The defining difference between life pre and post 2020 is that people have started looking at health more holistically. In addition to physical health, the conversation around mental health has also found new dimensions. Monoshij, the mental health platform of Techno India Group, took the conversation even further on October 10 with a panel discussion on ‘Normalising Mental Health’ to mark World Mental Health Day, on the varsity’s campus in Sector V.
On the panel were New Town Kolkata Development Authority (NKDA) chairman and West Bengal Housing Infrastructure Development Corporation Ltd (WBHIDCO) director, Debashis Sen; psychiatrist and joint director of Mental Health Foundation Kolkata, Dr Jai Ranjan Ram; senior vice-chairman and chief cardiac surgeon at Medica Superspecialty Hospital, Dr Kunal Sarkar; and dancer and social reformer Alokananda Roy. The discussion was moderated by Techno India Group co-chairperson, Manoshi Roychowdhury.
Dr Kunal Sarkar and Dr Jai Ranjan Ram
Sen started the session by admitting that he had asked Chat GPT for talking points and that the AI platform’s top suggestion was to support friends and family. “If you want to create a healthy mental environment and prevent the onset of mental illnesses, a support system is vital,” he said.
A similar idea made Sen tweak New Town’s plan to include parks and spaces to stay for senior citizens. “We are working on another initiative that will bring the youth and elderly together for storytelling sessions and re-establish a bond between them to combat loneliness,” he added, inviting elderly citizens to talk about their stories more openly.
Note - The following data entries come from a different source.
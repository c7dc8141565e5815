//! In-memory store - useful for testing and ephemeral deployments.

use async_trait::async_trait;
use shopwire_core::error::StoreError;
use shopwire_core::message::ConversationId;
use shopwire_core::store::{MessageStore, StoredMessage};
use std::collections::HashMap;
use std::sync::Arc;
use tokio::sync::RwLock;

/// Keeps every conversation's messages in a map of Vecs.
#[derive(Clone, Default)]
pub struct InMemoryStore {
    conversations: Arc<RwLock<HashMap<String, Vec<StoredMessage>>>>,
}

impl InMemoryStore {
    pub fn new() -> Self {
        Self::default()
    }

    /// Number of conversations with at least one message.
    pub async fn conversation_count(&self) -> usize {
        self.conversations.read().await.len()
    }
}

#[async_trait]
impl MessageStore for InMemoryStore {
    fn name(&self) -> &str {
        "memory"
    }

    async fn append(
        &self,
        conversation_id: &ConversationId,
        message: StoredMessage,
    ) -> Result<(), StoreError> {
        self.conversations
            .write()
            .await
            .entry(conversation_id.0.clone())
            .or_default()
            .push(message);
        Ok(())
    }

    async fn list(&self, conversation_id: &ConversationId) -> Result<Vec<StoredMessage>, StoreError> {
        Ok(self
            .conversations
            .read()
            .await
            .get(conversation_id.as_str())
            .cloned()
            .unwrap_or_default())
    }
}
Ram shed light on an accidental positive impact of the pandemic, where everyone became more aware about mental health, and started giving it as much importance as their physical health. “There is still a lot of stigma around mental health, and we often see mental illnesses in a negative light. This stigma comes from judgement, and will only break when we put in effort to get to know the lives of different people, be it from different sexualities, disabilities, classes or castes. We will never understand their challenges unless we take the initiative to learn,” he added.
Ram encouraged the audience to engage in micro-acts of kindness towards others to enable a positive environment. “If a student fails, please reassure them that you care about their overall development. If your friend is going through a tough time, don’t just give them likes on Instagram, actually call them up and check in. A sense of well being comes from connecting with someone.”
Roy drew inspiration from her work with convicts, helping them reform through dance. “I tried to connect with their human side through dance and rhythm, and realised that everyone craves love and acceptance. I always tell boys that if they are feeling bad, they should let out those emotions. To protect young girls, we must also sensitise, protect and love young boys,” he smiled, adding that her motherly love towards her subjects had led her to feel the safest in jails, while working with them.
Sarkar drew attention to the importance of preventive care, and the challenge of distributing it universally across income groups and social classes. “I have seen 50 patients this morning where every alternate person was diabetic. People are so scared and unaware of the ecosystem that they haven’t got their sugar checked in years. Instead of investing in capital for surgery, we must focus on preventive care.” He assured the audience that this was possible, citing examples of how India had reduced infant mortality by 200% and maternal mortality by 300% in two decades. “We must take time out of our air-conditioned and sanitised ecosystem, and get behind policy makers to make mental health accessible for everyone. Mental health isn’t an urban or western concept, neither is it a fashion accessory,” he said.
Manoshi Roychowdhury presented a plant to Alokananda Roy
Roychowdhury wrapped up the proceedings by encouraging the students to think about what brought them joy. “In schools, the focus is on getting good marks, and in college, the pressure is on getting a good job. In the midst of this, children are never taught anything about happiness. But it is essential to focus on your own happiness, as only mental wellbeing will allow you to study and work more efficiently,” she concluded.